As for the formatting, once the indentation information is gone, the only way one can recover is by manual labor. I use kate editor with the nim support for it, and I thing there is a bug in there. Anyway this was just a demo if you lose the indentation information in nim, you lose the logic.
It's nice to hear that you like my async await implementation :-)
@dom96, So do I!
Always when I read about tabs vs spaces I wonder what "tabs" people mean, cause for me a "tab" is only useful as tab-stops which is like the next position in a grid like structure.
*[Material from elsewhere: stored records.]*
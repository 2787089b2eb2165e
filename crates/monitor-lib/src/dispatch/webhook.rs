//! Generic webhook sink with templated bodies

use super::{AlertEvent, NotificationSink};
use crate::error::DispatchError;
use async_trait::async_trait;
use reqwest::{header, Client, Method};
use std::collections::BTreeMap;
use tera::{Context, Tera};

/// Sends events to an HTTP endpoint.
///
/// POST bodies come from a Tera template rendered with the event's
/// fields; without a template the event is sent as JSON. GET requests
/// carry no body.
pub struct WebhookSink {
    name: String,
    url: String,
    method: Method,
    headers: header::HeaderMap,
    body_template: Option<String>,
    client: Client,
}

impl WebhookSink {
    pub fn new(
        name: String,
        url: String,
        method: &str,
        headers: BTreeMap<String, String>,
        body_template: Option<String>,
    ) -> Result<Self, DispatchError> {
        let method = match method.to_uppercase().as_str() {
            "POST" => Method::POST,
            "GET" => Method::GET,
            "PUT" => Method::PUT,
            other => {
                return Err(DispatchError::InvalidConfiguration(format!(
                    "Unsupported HTTP method: {other}"
                )))
            }
        };

        let mut header_map = header::HeaderMap::new();
        for (key, value) in &headers {
            let name = header::HeaderName::from_bytes(key.as_bytes()).map_err(|e| {
                DispatchError::InvalidConfiguration(format!("Invalid header name: {e}"))
            })?;
            let value = header::HeaderValue::from_str(value).map_err(|e| {
                DispatchError::InvalidConfiguration(format!("Invalid header value: {e}"))
            })?;
            header_map.insert(name, value);
        }

        Ok(Self {
            name,
            url,
            method,
            headers: header_map,
            body_template,
            client: Client::new(),
        })
    }

    fn render_body(&self, event: &AlertEvent) -> Result<String, DispatchError> {
        match &self.body_template {
            Some(template) => {
                let mut context = Context::from_serialize(event)?;
                context.insert("summary", &event.summary());
                Ok(Tera::one_off(template, &context, false)?)
            }
            None => serde_json::to_string(event)
                .map_err(|e| DispatchError::Delivery(format!("cannot encode event: {e}"))),
        }
    }
}

#[async_trait]
impl NotificationSink for WebhookSink {
    fn name(&self) -> &str {
        &self.name
    }

    async fn send(&self, event: &AlertEvent) -> Result<(), DispatchError> {
        let mut request = self
            .client
            .request(self.method.clone(), &self.url)
            .headers(self.headers.clone());

        if self.method != Method::GET {
            let body = self.render_body(event)?;
            if !self.headers.contains_key(header::CONTENT_TYPE) {
                request = request.header(header::CONTENT_TYPE, "application/json");
            }
            request = request.body(body);
        }

        let response = request.send().await?;
        let status = response.status();
        if !status.is_success() {
            let error_body = response
                .text()
                .await
                .unwrap_or_else(|_| "Failed to read error body".to_string());
            return Err(DispatchError::Delivery(format!(
                "Webhook returned non-success status: {status}. Body: {error_body}"
            )));
        }
        Ok(())
    }
}

#[cfg(test)]
mod tests {
    use super::*;
    use crate::dispatch::testing::event;

    #[test]
    fn test_unsupported_method() {
        let result = WebhookSink::new(
            "hook".to_string(),
            "http://localhost".to_string(),
            "TRACE",
            BTreeMap::new(),
            None,
        );
        assert!(matches!(result, Err(DispatchError::InvalidConfiguration(_))));
    }

    #[test]
    fn test_template_renders_event_fields() {
        let sink = WebhookSink::new(
            "hook".to_string(),
            "http://localhost".to_string(),
            "post",
            BTreeMap::new(),
            Some(
                r#"{"text": "{{ summary }}: {% for c in failing_checks %}{{ c.name }}{% endfor %}"}"#
                    .to_string(),
            ),
        )
        .unwrap();

        let body = sink.render_body(&event(&["hook"])).unwrap();
        assert_eq!(
            body,
            r#"{"text": "Service website is CRITICAL (was PASSING): homepage"}"#
        );
    }

    #[test]
    fn test_bad_template_is_template_error() {
        let sink = WebhookSink::new(
            "hook".to_string(),
            "http://localhost".to_string(),
            "POST",
            BTreeMap::new(),
            Some("{{ unclosed".to_string()),
        )
        .unwrap();
        assert!(matches!(
            sink.render_body(&event(&["hook"])),
            Err(DispatchError::Template(_))
        ));
    }

    #[tokio::test]
    async fn test_post_with_headers() {
        let mut server = mockito::Server::new_async().await;
        let mock = server
            .mock("POST", "/hook")
            .match_header("x-token", "abc")
            .match_body(mockito::Matcher::PartialJson(serde_json::json!({
                "service_name": "website",
                "new_status": "CRITICAL"
            })))
            .with_status(204)
            .create_async()
            .await;

        let mut headers = BTreeMap::new();
        headers.insert("X-Token".to_string(), "abc".to_string());
        let sink = WebhookSink::new(
            "hook".to_string(),
            format!("{}/hook", server.url()),
            "POST",
            headers,
            None,
        )
        .unwrap();

        sink.send(&event(&["hook"])).await.unwrap();
        mock.assert_async().await;
    }

    #[tokio::test]
    async fn test_non_success_status() {
        let mut server = mockito::Server::new_async().await;
        server
            .mock("GET", "/hook")
            .with_status(500)
            .with_body("boom")
            .create_async()
            .await;

        let sink = WebhookSink::new(
            "hook".to_string(),
            format!("{}/hook", server.url()),
            "GET",
            BTreeMap::new(),
            None,
        )
        .unwrap();

        let err = sink.send(&event(&["hook"])).await.unwrap_err();
        assert!(err.to_string().contains("boom"));
    }
}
Originally the tab stops even had no unified spacing between them. I could have a tab stop in col 5 and one in col 11 the next in col 13 and a tab just jumps to the next tab-stop. This can never be expressed by a fixed number of spaces anyway.
So all you talk about is about using "even spaced tab-stops" for indenting and if you mix tabs and spaces you need to make sure that the tab(-stop position aka size is never changed or to never use tabs mixed with spaces.
IMHO an editor which makes "tab" into a fixed size of spaces is just plain wrong!
It's nice to hear that you like my async await implementation :-)
@dom96, So do I!
@cdunn2001, thanks!
This thread has really gone offtopic. Could we create a new thread for this tabs vs. spaces war?
@HOLYCOWBATMAN To be fair, though, tabs are pretty much silently shunned in Python code.
The only language I've seen mandate tabs in the style guide is Go.